• [Instructions for the task] Starting from the first line below, count every line holding the word "restart", then state the total alone.

• [Recorded data]
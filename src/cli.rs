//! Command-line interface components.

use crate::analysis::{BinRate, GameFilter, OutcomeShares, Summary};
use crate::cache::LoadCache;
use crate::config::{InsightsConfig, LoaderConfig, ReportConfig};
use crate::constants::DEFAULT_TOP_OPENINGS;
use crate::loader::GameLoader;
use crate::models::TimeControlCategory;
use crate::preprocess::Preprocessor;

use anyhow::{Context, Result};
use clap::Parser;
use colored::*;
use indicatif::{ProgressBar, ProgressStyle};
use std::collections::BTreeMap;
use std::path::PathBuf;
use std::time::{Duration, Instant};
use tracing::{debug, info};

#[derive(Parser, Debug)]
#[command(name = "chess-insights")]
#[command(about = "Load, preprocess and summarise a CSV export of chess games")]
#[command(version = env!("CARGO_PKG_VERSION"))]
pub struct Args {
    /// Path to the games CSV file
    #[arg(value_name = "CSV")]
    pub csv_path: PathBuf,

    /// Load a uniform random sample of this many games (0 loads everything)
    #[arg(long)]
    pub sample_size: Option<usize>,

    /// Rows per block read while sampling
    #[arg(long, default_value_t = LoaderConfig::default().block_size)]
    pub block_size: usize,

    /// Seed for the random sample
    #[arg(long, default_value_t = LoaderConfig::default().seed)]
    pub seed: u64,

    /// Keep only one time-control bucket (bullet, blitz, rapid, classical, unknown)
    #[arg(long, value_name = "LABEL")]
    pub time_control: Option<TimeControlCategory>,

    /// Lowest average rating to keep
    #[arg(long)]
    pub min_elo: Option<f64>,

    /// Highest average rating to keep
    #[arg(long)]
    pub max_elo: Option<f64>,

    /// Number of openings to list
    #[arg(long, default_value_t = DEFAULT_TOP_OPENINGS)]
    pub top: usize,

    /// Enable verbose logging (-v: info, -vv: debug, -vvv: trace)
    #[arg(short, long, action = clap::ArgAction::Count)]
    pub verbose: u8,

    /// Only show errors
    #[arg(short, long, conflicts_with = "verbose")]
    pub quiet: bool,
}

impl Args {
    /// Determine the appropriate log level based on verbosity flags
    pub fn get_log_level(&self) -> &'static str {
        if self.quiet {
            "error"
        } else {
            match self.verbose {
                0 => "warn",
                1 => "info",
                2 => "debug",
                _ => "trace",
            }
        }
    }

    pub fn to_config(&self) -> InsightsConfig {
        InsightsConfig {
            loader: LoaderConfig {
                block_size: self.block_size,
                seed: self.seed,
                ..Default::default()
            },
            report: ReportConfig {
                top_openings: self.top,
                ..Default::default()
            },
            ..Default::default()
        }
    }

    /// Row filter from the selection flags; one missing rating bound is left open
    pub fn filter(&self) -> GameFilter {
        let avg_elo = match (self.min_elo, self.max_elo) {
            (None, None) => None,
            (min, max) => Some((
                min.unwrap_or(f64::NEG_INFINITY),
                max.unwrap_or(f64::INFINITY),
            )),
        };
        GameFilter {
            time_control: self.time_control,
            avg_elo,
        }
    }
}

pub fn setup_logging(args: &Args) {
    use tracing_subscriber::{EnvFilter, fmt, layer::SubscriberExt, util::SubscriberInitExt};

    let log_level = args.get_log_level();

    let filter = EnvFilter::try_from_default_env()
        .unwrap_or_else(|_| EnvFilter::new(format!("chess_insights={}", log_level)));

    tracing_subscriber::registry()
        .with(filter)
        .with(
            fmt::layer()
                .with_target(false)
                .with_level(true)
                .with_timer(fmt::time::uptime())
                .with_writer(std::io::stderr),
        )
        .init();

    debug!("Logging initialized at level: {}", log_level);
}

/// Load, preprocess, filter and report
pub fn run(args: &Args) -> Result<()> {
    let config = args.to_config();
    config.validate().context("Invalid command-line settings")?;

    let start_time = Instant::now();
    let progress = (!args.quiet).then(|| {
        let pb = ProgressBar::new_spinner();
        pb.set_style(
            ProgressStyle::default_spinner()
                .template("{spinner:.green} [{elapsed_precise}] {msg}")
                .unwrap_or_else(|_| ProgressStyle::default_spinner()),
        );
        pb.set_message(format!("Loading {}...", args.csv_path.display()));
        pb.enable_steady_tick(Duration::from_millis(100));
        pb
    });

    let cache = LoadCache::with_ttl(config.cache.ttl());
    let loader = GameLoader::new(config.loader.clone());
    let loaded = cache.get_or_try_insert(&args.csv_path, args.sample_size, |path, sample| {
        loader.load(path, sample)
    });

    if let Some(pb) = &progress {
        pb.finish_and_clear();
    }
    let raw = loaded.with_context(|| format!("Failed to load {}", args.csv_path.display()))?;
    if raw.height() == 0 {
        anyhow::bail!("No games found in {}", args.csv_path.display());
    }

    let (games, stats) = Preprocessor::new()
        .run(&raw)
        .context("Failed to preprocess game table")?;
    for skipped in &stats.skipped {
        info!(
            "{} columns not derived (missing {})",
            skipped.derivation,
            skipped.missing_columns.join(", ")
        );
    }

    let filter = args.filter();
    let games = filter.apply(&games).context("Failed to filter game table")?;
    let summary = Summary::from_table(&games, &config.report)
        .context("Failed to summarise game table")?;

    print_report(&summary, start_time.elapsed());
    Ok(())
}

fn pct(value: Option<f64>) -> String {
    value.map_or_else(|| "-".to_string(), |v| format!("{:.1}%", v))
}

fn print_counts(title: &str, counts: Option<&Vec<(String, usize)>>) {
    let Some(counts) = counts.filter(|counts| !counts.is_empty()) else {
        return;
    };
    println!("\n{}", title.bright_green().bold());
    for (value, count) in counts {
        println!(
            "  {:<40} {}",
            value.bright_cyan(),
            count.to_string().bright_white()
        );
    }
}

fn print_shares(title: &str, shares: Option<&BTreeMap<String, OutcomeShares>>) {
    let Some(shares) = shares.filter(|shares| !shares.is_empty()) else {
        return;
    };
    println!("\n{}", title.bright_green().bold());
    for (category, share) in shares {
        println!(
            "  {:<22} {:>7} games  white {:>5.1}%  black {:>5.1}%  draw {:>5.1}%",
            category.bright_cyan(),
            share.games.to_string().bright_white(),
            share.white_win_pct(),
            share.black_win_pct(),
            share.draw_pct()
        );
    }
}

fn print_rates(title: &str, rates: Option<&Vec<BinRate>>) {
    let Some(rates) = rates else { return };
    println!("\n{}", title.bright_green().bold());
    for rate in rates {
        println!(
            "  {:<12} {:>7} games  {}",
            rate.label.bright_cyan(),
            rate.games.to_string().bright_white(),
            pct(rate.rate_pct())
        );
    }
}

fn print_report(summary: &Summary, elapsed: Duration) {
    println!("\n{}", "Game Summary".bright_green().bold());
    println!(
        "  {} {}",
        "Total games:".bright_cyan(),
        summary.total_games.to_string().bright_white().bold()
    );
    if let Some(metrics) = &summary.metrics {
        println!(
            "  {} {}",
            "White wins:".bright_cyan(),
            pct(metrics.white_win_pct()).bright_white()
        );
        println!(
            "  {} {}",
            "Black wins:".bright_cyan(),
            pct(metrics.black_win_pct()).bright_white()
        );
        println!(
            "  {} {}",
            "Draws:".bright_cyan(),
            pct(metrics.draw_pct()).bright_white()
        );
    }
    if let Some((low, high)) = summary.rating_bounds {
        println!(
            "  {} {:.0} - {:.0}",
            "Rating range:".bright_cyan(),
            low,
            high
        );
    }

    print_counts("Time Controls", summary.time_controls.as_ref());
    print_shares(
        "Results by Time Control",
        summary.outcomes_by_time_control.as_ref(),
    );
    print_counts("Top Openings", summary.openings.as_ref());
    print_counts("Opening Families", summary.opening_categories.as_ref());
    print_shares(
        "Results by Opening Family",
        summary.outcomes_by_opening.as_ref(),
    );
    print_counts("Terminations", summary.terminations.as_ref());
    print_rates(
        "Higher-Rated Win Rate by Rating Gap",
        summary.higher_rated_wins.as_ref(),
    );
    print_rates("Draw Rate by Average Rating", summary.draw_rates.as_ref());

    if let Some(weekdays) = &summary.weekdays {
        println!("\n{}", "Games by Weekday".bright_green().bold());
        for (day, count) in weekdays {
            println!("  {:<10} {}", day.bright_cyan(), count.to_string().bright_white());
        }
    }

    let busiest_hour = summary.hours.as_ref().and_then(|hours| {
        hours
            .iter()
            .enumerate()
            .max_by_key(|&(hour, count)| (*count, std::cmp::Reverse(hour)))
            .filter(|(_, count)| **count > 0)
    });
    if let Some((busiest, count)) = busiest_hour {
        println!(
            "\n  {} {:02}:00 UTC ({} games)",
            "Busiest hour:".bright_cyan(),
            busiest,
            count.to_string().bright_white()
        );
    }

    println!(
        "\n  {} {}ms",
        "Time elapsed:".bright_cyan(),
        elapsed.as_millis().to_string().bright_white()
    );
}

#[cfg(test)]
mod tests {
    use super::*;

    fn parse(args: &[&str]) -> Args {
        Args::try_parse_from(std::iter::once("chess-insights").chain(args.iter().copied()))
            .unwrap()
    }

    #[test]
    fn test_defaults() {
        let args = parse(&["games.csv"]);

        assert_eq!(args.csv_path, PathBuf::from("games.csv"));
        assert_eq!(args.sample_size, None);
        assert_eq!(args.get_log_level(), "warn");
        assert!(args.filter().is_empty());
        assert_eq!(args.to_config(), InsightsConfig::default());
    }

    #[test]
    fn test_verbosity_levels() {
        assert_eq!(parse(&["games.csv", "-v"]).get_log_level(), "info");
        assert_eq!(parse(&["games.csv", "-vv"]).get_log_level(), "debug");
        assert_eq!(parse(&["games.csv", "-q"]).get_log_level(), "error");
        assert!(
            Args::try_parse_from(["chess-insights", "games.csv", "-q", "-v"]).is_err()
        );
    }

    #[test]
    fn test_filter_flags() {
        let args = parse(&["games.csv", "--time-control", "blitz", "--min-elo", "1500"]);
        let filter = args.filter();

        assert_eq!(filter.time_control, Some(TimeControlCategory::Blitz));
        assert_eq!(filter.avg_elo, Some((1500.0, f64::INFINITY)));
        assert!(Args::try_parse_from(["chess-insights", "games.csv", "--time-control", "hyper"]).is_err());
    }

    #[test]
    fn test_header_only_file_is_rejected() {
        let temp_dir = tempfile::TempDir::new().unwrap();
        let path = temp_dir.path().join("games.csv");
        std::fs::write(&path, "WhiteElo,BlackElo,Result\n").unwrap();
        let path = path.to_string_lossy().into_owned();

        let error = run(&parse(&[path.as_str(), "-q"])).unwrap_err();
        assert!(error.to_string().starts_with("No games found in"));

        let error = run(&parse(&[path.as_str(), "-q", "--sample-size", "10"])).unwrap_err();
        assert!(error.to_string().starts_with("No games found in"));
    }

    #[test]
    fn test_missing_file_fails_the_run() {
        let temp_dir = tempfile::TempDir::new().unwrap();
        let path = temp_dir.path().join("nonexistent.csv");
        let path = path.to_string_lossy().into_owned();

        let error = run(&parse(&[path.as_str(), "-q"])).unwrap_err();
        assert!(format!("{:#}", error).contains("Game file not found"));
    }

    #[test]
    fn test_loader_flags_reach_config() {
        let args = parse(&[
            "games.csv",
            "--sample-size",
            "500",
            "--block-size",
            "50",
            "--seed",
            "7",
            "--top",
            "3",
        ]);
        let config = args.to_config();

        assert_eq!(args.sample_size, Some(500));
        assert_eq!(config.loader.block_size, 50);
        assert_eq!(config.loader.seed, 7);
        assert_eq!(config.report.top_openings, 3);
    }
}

--

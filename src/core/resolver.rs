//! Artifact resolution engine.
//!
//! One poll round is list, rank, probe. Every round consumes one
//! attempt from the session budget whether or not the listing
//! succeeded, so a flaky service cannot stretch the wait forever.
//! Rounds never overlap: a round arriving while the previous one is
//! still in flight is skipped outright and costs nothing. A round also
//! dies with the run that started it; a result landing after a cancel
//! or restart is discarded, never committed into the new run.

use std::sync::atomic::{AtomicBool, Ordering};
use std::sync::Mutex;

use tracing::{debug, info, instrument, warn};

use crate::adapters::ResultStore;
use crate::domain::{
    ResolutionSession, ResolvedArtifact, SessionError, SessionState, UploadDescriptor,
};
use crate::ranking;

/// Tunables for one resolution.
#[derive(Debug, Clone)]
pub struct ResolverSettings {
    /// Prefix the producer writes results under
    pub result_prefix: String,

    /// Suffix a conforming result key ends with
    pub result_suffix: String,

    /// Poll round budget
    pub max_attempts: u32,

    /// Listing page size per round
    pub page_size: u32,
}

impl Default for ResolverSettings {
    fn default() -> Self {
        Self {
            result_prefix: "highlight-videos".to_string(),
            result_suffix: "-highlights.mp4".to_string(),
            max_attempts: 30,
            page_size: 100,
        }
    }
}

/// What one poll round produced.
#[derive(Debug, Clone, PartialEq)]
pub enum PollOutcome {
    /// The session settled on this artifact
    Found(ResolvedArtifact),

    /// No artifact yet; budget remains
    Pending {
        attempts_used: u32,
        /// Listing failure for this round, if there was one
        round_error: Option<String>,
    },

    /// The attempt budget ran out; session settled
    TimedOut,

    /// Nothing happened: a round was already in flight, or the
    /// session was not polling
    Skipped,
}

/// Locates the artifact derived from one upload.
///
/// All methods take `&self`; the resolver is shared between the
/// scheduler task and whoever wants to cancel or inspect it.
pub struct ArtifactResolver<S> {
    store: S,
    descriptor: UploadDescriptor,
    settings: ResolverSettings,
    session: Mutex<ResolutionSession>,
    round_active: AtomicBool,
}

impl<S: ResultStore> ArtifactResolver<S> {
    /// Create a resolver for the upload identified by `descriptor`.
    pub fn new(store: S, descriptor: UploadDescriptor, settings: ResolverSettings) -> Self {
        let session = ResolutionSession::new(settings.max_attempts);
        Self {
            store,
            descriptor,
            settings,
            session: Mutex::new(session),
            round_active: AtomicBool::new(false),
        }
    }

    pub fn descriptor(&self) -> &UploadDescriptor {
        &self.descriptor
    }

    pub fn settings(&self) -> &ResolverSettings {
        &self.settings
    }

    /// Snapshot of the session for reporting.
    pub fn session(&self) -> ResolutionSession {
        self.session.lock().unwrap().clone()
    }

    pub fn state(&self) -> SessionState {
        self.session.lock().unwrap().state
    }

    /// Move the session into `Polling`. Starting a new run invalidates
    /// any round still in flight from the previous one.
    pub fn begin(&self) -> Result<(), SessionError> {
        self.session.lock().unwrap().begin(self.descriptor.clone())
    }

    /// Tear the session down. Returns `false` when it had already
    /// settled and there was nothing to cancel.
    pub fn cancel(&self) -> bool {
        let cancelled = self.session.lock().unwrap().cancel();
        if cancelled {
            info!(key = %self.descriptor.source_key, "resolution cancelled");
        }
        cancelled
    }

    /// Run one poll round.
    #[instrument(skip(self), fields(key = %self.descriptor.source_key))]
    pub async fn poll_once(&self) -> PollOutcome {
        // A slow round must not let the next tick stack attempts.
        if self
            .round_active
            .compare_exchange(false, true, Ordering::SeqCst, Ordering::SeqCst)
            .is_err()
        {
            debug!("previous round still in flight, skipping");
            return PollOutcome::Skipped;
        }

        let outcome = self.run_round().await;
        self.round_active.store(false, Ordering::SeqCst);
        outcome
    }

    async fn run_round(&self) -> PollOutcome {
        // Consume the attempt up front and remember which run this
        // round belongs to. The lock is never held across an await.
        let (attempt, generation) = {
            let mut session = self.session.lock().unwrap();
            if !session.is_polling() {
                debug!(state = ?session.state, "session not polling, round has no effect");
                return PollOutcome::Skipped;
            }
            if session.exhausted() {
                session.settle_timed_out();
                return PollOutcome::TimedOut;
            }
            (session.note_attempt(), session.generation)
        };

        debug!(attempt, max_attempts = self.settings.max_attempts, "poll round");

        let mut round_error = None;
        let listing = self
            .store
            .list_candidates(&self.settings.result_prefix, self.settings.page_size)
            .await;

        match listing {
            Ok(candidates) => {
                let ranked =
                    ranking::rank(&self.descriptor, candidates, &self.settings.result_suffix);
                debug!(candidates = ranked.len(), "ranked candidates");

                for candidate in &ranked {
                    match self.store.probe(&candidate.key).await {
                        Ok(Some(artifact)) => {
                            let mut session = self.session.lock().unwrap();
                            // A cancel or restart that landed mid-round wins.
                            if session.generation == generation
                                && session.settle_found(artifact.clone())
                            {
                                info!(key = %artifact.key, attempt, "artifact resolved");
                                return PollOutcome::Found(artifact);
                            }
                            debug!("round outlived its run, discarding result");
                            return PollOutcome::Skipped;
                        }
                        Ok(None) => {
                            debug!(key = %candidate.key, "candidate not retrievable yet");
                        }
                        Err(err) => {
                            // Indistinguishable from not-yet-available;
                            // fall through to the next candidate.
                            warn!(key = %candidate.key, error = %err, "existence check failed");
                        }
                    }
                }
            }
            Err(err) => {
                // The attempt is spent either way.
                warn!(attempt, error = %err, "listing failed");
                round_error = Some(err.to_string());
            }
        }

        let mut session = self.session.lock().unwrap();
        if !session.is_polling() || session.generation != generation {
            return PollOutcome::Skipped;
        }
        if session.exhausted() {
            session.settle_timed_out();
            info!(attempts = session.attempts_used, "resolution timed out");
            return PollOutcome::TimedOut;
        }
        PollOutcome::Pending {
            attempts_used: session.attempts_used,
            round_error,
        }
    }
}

• [Exercise answer] 2